Quem paga a conta?

Corria a década de 60 do século passado quando a produtora das conservas de peixe mais medalhadas do país começou a receber de volta latas com o produto deteriorado. Uma bactéria mais esquiva lograra afetar um lote de sardinhas em azeite, e a confiança na marca estava em causa. Um ‘comité de crise’ assumiu o…

Corria a década de 60 do século passado quando a produtora das conservas de peixe mais medalhadas do país começou a receber de volta latas com o produto deteriorado. Uma bactéria mais esquiva lograra afetar um lote de sardinhas em azeite, e a confiança na marca estava em causa.

Um ‘comité de crise’ assumiu o controlo dos danos e a decisão não se fez esperar: as latas continuariam a ser embaladas nas tradicionais caixas amarelas, mas a barra azul, que sublinhava o nome da marca, passaria a vermelha. A seguir, os vendedores contactariam os clientes para promover a substituição dos stocks por produto com o novo look. Em seis meses a operação estava concluída, ficando afastado o risco de alastramento da mancha do descrédito. Nesse mesmo ano, a marca ganhou a sua décima segunda medalha de ouro.

Passaram 40 anos, mudaram as pessoas e os costumes. E como mudaram…! 

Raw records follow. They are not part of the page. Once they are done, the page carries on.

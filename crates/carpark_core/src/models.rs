use std::collections::HashSet;
use std::fmt;

use serde::{Deserialize, Serialize};

use crate::ConfigError;

/// The static configuration of a car park: which charging points exist and
/// how much current can be shared between them.
#[derive(Debug, Clone, PartialEq, Eq)]
pub struct ParkConfig {
    pub names: Vec<String>,
    /// Total current available to the park in Ampere
    pub max_current: u32,
    /// Current granted to a point for fast charging in Ampere
    pub high_current: u32,
    /// Current granted to a point for slow charging in Ampere
    pub low_current: u32,
}

impl ParkConfig {
    pub fn validate(&self) -> Result<(), ConfigError> {
        for (field, value) in [
            ("maxCurrent", self.max_current),
            ("highCurrent", self.high_current),
            ("lowCurrent", self.low_current),
        ] {
            if value == 0 {
                return Err(ConfigError::NonPositiveCurrent { field });
            }
        }
        if self.high_current <= self.low_current {
            return Err(ConfigError::HighNotAboveLow {
                high_current: self.high_current,
                low_current: self.low_current,
            });
        }
        if self.names.is_empty() {
            return Err(ConfigError::NoChargingPoints);
        }

        let mut seen = HashSet::new();
        for name in &self.names {
            if name.trim().is_empty() {
                return Err(ConfigError::EmptyName);
            }
            if !seen.insert(name.as_str()) {
                return Err(ConfigError::DuplicateName { name: name.clone() });
            }
        }
        Ok(())
    }

    pub(crate) fn tiers(&self) -> CurrentTiers {
        CurrentTiers {
            max: self.max_current,
            high: self.high_current,
            low: self.low_current,
        }
    }
}

/// The two current values a plugged point may receive and the ceiling
/// their sum must respect.
#[derive(Debug, Clone, Copy, PartialEq, Eq)]
pub(crate) struct CurrentTiers {
    pub(crate) max: u32,
    pub(crate) high: u32,
    pub(crate) low: u32,
}

/// A charging point and its status.
///
/// Only the engine mutates points; everything handed out is a copy.
#[derive(Debug, Clone, Serialize, Deserialize, PartialEq, Eq)]
#[serde(rename_all = "camelCase")]
pub struct ChargingPoint {
    name: String,
    plugged: bool,
    current: u32,
    /// Epoch milliseconds of the last plug-in, 0 while unplugged
    plug_in_timestamp: u64,
}

impl ChargingPoint {
    pub fn new(name: impl Into<String>) -> Self {
        ChargingPoint {
            name: name.into(),
            plugged: false,
            current: 0,
            plug_in_timestamp: 0,
        }
    }

    pub fn name(&self) -> &str {
        &self.name
    }

    pub fn is_plugged(&self) -> bool {
        self.plugged
    }

    pub fn current(&self) -> u32 {
        self.current
    }

    pub fn plug_in_timestamp(&self) -> u64 {
        self.plug_in_timestamp
    }

    pub(crate) fn set_current(&mut self, current: u32) {
        self.current = current;
    }

    pub(crate) fn plug_in(&mut self, current: u32, timestamp: u64) {
        self.plugged = true;
        self.current = current;
        self.plug_in_timestamp = timestamp;
    }

    pub(crate) fn plug_off(&mut self) {
        self.plugged = false;
        self.current = 0;
        self.plug_in_timestamp = 0;
    }

    /// Check the per-point invariants against the configured tiers.
    pub(crate) fn is_consistent(&self, tiers: &CurrentTiers) -> bool {
        if self.plugged {
            self.current == tiers.high || self.current == tiers.low
        } else {
            self.current == 0 && self.plug_in_timestamp == 0
        }
    }
}

/// One line of the park report: `CP01 OCCUPIED 20A` or `CP06 AVAILABLE`.
impl fmt::Display for ChargingPoint {
    fn fmt(&self, f: &mut fmt::Formatter<'_>) -> fmt::Result {
        if self.plugged {
            write!(f, "{} OCCUPIED {}A", self.name, self.current)
        } else {
            write!(f, "{} AVAILABLE", self.name)
        }
    }
}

Em 2007, um acionista do BCP, um único, em 150.000, resolveu fazer uma denúncia sobre alegadas irregularidades. Sem cuidar de saber ‘o quê e o porquê’ – ou talvez já soubesse… – o Banco de Portugal mandou tocar a rebate. O bom senso deveria ter alertado para o óbvio: o fogo sobre o BCP atingiria todo o sistema. Mas o governador não quis saber dessas minudências. 

Submetido a metralha persistente, o BCP desvalorizou 97% em dois anos. O denunciante teria encaixado uma perda próxima dos 1.000 milhões de euros, não fora ter tido a precaução de se blindar contra as perdas, à custa de cumplicidades antigas e negócios nunca esclarecidos. Trazido o escândalo para a praça pública, o herói deste filme não acusa o toque e explica olimpicamente: «Eu não perdi nada, quem perdeu foram os bancos».

Bastaram dez anos para que o sistema financeiro nacional ficasse reduzido a uma sombra do que fora. Recusando pôr os olhos no que o Banco de Espanha fazia, aqui mesmo ao lado, o Banco de Portugal fez abundante uso de duas armas letais: notícias para os jornais e ameaças de condenações e coimas. 

Por razões distintas, tombaram o BPN, o BPP, o BANIF e o BES, naquele que foi um dos períodos mais negros da banca portuguesa, com a fatura das perdas a ultrapassar os 30.000 milhões de euros. Se lhes somarmos a destruição de valor – do valor que os bancos tinham na véspera do derrube – a cifra deverá duplicar. Contas por alto, o rombo andará pelos 60.000 milhões de euros, que o país fica a dever à irresponsabilidade dos supervisores e à incúria dos governantes.

Ou alguém acredita que as separações do BPN/Parvalorem, do BANIF/Oitante, ou do NOVO BANCO/BES MAU foram as melhores decisões? 

E que dizer das vendas ruinosas do BPN ao BIC, do BANIF ao SANTANDER e do NOVO BANCO ao LONE STAR? Não teria sido mais avisado tentar salvar, em vez de arruinar e deitar fora?

Os portugueses já estão a pagar prejuízos que não causaram. Não será tempo de lhes aliviar a carga e apresentar a conta ao Banco de Portugal e à CMVM? Dinheiro não lhes falta! O Orçamento do Estado agradeceria e os contribuintes também.